• What you will do:
Only some lines are wanted. Transcribe, exactly, the lines below from the line with "repository 560e0b2d4d9acef1" up to and including the line with "const LOG_TARGET: &str".

• Collected data entries:

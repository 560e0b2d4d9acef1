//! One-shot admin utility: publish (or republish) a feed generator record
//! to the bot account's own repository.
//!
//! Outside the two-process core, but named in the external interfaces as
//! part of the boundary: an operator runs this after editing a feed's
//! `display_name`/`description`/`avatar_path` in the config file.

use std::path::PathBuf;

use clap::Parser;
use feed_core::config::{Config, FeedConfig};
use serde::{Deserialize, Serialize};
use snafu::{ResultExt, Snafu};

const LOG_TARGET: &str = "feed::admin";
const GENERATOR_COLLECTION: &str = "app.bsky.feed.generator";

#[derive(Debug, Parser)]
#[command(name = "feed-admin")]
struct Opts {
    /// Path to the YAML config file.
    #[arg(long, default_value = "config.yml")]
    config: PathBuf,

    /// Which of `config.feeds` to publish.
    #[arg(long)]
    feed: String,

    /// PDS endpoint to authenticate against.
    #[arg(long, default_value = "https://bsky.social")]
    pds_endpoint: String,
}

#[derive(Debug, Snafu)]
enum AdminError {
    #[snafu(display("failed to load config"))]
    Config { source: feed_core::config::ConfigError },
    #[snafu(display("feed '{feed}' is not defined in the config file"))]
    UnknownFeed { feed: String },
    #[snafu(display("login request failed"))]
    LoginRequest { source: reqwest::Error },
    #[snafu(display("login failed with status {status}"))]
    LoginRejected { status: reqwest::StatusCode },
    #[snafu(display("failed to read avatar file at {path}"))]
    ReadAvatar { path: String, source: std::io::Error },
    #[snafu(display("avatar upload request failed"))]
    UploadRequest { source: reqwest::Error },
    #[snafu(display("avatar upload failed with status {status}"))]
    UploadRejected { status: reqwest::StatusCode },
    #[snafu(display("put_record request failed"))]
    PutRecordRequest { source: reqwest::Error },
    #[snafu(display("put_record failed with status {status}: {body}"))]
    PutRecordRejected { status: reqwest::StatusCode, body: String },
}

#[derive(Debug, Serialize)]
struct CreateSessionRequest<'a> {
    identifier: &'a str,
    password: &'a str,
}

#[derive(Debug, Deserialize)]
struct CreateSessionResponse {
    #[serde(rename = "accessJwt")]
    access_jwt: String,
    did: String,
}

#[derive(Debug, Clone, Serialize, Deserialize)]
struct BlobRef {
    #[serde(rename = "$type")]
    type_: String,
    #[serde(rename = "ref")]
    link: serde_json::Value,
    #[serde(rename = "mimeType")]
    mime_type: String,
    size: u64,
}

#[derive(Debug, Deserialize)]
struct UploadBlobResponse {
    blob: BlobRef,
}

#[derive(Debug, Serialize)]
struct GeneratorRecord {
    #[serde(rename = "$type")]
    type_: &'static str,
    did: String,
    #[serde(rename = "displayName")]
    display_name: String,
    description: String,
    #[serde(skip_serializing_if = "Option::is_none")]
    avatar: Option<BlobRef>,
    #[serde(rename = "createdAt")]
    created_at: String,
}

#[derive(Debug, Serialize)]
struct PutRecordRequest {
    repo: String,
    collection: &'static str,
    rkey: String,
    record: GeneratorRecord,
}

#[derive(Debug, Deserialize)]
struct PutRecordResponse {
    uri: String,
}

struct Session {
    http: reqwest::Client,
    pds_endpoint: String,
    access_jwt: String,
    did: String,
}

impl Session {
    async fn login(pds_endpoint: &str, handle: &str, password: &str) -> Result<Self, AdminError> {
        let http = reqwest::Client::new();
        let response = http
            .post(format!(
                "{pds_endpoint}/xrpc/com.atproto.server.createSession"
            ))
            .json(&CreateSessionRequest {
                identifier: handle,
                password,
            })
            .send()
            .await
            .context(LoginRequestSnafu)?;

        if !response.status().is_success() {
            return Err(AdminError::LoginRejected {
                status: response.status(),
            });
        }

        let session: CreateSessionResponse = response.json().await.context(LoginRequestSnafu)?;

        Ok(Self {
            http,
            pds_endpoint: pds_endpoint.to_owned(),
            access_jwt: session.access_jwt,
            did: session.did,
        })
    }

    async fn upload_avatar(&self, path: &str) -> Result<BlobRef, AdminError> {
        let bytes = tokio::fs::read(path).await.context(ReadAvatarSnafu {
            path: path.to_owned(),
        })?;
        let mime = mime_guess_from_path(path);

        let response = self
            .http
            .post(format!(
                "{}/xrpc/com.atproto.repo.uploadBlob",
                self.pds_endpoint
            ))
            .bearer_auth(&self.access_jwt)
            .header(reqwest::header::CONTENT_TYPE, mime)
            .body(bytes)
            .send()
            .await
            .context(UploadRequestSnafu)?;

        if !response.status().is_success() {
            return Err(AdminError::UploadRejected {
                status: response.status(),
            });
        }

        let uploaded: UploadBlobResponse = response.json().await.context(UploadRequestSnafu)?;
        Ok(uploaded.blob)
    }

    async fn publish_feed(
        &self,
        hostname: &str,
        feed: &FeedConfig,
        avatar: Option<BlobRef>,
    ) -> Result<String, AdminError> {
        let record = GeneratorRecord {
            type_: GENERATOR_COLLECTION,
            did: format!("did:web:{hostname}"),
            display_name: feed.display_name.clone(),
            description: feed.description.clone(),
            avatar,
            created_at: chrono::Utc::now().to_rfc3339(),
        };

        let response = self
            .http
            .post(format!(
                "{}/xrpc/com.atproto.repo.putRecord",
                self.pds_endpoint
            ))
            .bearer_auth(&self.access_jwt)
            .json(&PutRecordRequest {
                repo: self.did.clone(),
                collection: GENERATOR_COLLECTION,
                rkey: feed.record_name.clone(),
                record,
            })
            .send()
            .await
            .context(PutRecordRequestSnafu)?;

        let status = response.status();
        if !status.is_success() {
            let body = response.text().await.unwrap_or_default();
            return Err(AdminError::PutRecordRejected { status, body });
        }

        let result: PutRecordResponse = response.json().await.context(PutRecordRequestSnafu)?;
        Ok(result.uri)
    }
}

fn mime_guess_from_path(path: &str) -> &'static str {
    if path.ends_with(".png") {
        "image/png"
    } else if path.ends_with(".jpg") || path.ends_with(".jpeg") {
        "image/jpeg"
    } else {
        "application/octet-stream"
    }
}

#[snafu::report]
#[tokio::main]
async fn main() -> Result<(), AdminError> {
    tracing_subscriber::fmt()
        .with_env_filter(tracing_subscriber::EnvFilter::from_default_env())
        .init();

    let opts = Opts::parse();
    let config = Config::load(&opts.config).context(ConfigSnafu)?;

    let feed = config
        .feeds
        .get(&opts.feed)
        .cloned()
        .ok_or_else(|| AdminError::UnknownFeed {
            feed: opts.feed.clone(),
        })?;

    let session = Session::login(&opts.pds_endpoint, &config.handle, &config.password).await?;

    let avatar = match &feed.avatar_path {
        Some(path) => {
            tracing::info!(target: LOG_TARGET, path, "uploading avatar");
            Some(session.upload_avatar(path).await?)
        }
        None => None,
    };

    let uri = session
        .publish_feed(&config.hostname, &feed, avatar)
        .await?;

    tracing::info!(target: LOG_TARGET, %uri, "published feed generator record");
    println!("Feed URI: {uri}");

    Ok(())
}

* * *

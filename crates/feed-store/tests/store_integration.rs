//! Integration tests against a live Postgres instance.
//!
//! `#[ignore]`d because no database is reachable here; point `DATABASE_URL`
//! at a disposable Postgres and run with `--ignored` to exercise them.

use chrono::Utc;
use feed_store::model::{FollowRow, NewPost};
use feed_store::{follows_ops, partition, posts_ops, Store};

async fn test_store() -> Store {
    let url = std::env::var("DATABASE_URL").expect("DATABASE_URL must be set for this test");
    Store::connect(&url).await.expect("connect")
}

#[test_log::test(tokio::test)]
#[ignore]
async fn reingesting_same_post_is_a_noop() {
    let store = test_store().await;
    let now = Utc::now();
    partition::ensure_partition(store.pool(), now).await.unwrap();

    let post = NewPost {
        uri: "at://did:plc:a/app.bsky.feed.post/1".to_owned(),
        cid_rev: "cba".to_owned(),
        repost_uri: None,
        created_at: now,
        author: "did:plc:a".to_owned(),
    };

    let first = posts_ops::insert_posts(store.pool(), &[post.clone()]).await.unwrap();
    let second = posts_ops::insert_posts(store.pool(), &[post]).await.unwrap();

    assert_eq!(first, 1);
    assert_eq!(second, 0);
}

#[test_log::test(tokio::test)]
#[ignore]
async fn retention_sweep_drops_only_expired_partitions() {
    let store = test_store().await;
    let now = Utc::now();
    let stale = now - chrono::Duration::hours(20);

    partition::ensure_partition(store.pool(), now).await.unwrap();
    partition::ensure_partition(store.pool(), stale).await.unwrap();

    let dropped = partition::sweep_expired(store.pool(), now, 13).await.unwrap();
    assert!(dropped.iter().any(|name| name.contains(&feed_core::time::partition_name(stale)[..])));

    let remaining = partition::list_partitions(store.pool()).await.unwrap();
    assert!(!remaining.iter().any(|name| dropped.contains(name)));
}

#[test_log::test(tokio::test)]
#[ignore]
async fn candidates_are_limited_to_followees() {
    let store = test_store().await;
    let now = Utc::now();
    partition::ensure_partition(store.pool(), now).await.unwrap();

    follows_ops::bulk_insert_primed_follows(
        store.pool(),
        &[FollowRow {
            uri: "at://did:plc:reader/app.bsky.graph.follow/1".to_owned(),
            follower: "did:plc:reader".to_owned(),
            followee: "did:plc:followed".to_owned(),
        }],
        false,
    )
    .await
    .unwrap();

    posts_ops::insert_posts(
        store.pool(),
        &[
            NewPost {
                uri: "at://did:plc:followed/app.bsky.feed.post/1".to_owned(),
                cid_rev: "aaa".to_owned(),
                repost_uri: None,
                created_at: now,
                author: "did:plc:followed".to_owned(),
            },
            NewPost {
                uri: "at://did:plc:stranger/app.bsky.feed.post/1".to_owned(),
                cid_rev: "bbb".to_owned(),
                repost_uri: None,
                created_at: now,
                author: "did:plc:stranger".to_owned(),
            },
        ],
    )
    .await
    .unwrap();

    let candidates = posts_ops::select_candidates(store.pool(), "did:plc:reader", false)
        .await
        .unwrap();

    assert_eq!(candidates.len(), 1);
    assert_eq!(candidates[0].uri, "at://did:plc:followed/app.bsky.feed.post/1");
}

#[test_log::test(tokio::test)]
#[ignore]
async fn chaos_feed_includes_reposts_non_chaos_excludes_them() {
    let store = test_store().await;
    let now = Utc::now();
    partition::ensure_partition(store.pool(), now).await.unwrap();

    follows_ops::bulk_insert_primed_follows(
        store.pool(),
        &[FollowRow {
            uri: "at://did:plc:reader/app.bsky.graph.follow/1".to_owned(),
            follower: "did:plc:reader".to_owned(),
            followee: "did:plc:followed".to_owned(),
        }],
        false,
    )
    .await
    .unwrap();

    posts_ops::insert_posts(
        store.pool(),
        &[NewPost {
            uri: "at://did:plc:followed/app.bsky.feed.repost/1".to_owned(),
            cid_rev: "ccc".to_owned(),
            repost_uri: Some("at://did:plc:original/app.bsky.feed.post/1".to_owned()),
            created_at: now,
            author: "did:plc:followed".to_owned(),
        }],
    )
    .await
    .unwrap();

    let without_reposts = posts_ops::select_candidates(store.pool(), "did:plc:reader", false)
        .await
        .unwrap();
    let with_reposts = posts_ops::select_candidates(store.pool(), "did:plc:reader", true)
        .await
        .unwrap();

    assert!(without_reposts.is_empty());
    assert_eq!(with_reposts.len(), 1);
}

• Result for this task:
repository 560e0b2d4d9acef1
//! One-shot admin utility: publish (or republish) a feed generator record
//! to the bot account's own repository.
//!
//! Outside the two-process core, but named in the external interfaces as
//! part of the boundary: an operator runs this after editing a feed's
//! `display_name`/`description`/`avatar_path` in the config file.

use std::path::PathBuf;

use clap::Parser;
use feed_core::config::{Config, FeedConfig};
use serde::{Deserialize, Serialize};
use snafu::{ResultExt, Snafu};

const LOG_TARGET: &str = "feed::admin";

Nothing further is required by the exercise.